[Stored data entries]
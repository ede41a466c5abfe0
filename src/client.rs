//! HTTP client capability.
//!
//! [`HttpClient`] is the seam the fetcher is built on. [`ReqwestClient`] is
//! the production implementation; tests substitute their own.

use reqwest::blocking::Client;
use std::time::Duration;

use crate::error::{FetchError, Result};

/// Raw response from a GET request.
#[derive(Debug, Clone, PartialEq, Eq)]
pub struct HttpResponse {
    /// HTTP status code.
    pub status: u16,
    /// Undecoded response body.
    pub body: String,
}

impl HttpResponse {
    pub fn new(status: u16, body: impl Into<String>) -> Self {
        Self {
            status,
            body: body.into(),
        }
    }

    /// Whether the status is in the 2xx range.
    pub fn is_success(&self) -> bool {
        (200..300).contains(&self.status)
    }
}

/// Performs a single blocking GET.
///
/// Implementations return `Ok` for any response that arrived, whatever its
/// status, and [`FetchError::Transport`] when none did.
pub trait HttpClient {
    fn get(&self, url: &str) -> Result<HttpResponse>;
}

impl<C: HttpClient + ?Sized> HttpClient for &C {
    fn get(&self, url: &str) -> Result<HttpResponse> {
        (**self).get(url)
    }
}

/// Blocking reqwest client with the request timeout disabled.
pub struct ReqwestClient {
    client: Client,
}

impl ReqwestClient {
    /// Build the client.
    ///
    /// Fails with [`FetchError::ClientInit`] when the TLS backend or
    /// resolver cannot be initialized.
    pub fn new() -> Result<Self> {
        let client = Client::builder()
            .timeout(None::<Duration>)
            .build()
            .map_err(|e| FetchError::ClientInit {
                message: describe(e),
            })?;
        Ok(Self { client })
    }
}

impl HttpClient for ReqwestClient {
    fn get(&self, url: &str) -> Result<HttpResponse> {
        tracing::debug!(url, "sending GET request");

        let response = self
            .client
            .get(url)
            .send()
            .map_err(|e| FetchError::Transport {
                url: url.to_string(),
                message: describe(e),
            })?;

        let status = response.status().as_u16();
        tracing::debug!(status, "received response");

        let body = response.text().map_err(|e| FetchError::Transport {
            url: url.to_string(),
            message: describe(e),
        })?;

        Ok(HttpResponse { status, body })
    }
}

/// Render a reqwest error with its full source chain.
fn describe(err: reqwest::Error) -> String {
    format!("{:#}", anyhow::Error::new(err))
}
//! Error types for jsonfetch.
//!
//! This module defines [`FetchError`], the single error type covering every
//! failure the program can hit, and a [`Result`] type alias for convenience.
//!
//! # Error Handling Strategy
//!
//! - Every variant maps to a defined process exit code via [`FetchError::exit_code`]
//! - Request-level failures share the `Error fetching data:` report line
//! - Messages are rendered for humans, not parsed by callers

use thiserror::Error;

/// Core error type for jsonfetch operations.
#[derive(Debug, Error)]
pub enum FetchError {
    /// No response was received (DNS, connection or TLS failure).
    #[error("request to {url} failed: {message}")]
    Transport { url: String, message: String },

    /// A response was received with a non-success status code.
    #[error("HTTP {status} fetching {url}")]
    Status { url: String, status: u16 },

    /// A success response carried a body that is not valid JSON.
    #[error("response body is not valid JSON: {message}")]
    Decode { message: String },

    /// The HTTP client could not be constructed.
    #[error("failed to build HTTP client: {message}")]
    ClientInit { message: String },

    /// IO error wrapper.
    #[error("IO error: {0}")]
    Io(#[from] std::io::Error),
}

impl FetchError {
    /// Process exit code for this failure.
    pub fn exit_code(&self) -> u8 {
        match self {
            FetchError::ClientInit { .. } => 2,
            FetchError::Transport { .. }
            | FetchError::Status { .. }
            | FetchError::Decode { .. }
            | FetchError::Io(_) => 1,
        }
    }

    /// Whether this failure happened while performing the GET request.
    pub fn is_request_failure(&self) -> bool {
        matches!(
            self,
            FetchError::Transport { .. } | FetchError::Status { .. } | FetchError::Decode { .. }
        )
    }
}

/// Result type alias for jsonfetch operations.
pub type Result<T> = std::result::Result<T, FetchError>;

#[cfg(test)]
mod tests {
    use super::*;

    #[test]
    fn transport_displays_url_and_message() {
        let err = FetchError::Transport {
            url: "https://example.invalid/".into(),
            message: "dns error".into(),
        };
        let msg = err.to_string();
        assert!(msg.contains("https://example.invalid/"));
        assert!(msg.contains("dns error"));
    }

    #[test]
    fn status_displays_code_and_url() {
        let err = FetchError::Status {
            url: "https://example.com/todos/1".into(),
            status: 404,
        };
        assert_eq!(err.to_string(), "HTTP 404 fetching https://example.com/todos/1");
    }

    #[test]
    fn decode_displays_message() {
        let err = FetchError::Decode {
            message: "expected value at line 1 column 1".into(),
        };
        assert!(err.to_string().contains("line 1 column 1"));
    }

    #[test]
    fn request_failures_exit_with_one() {
        let errors = [
            FetchError::Transport {
                url: "u".into(),
                message: "m".into(),
            },
            FetchError::Status {
                url: "u".into(),
                status: 500,
            },
            FetchError::Decode {
                message: "m".into(),
            },
        ];
        for err in errors {
            assert_eq!(err.exit_code(), 1, "{err}");
            assert!(err.is_request_failure());
        }
    }

    #[test]
    fn client_init_exits_with_two() {
        let err = FetchError::ClientInit {
            message: "no tls backend".into(),
        };
        assert_eq!(err.exit_code(), 2);
        assert!(!err.is_request_failure());
    }

    #[test]
    fn io_error_converts_from_std() {
        let io_err = std::io::Error::new(std::io::ErrorKind::BrokenPipe, "stdout closed");
        let err: FetchError = io_err.into();
        assert!(matches!(err, FetchError::Io(_)));
        assert_eq!(err.exit_code(), 1);
        assert!(!err.is_request_failure());
    }
}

* EXERCISE DETAILS:
Starting at the line above that holds "Build the client." and ending at the line that holds "impl HttpClient for", transcribe each line exactly and include no other lines.

* WRITTEN SOLUTION:
    /// Build the client.
    ///
    /// Fails with [`FetchError::ClientInit`] when the TLS backend or
    /// resolver cannot be initialized.
    pub fn new() -> Result<Self> {
        let client = Client::builder()
            .timeout(None::<Duration>)
            .build()
            .map_err(|e| FetchError::ClientInit {
                message: describe(e),
            })?;
        Ok(Self { client })
    }
}

impl HttpClient for ReqwestClient {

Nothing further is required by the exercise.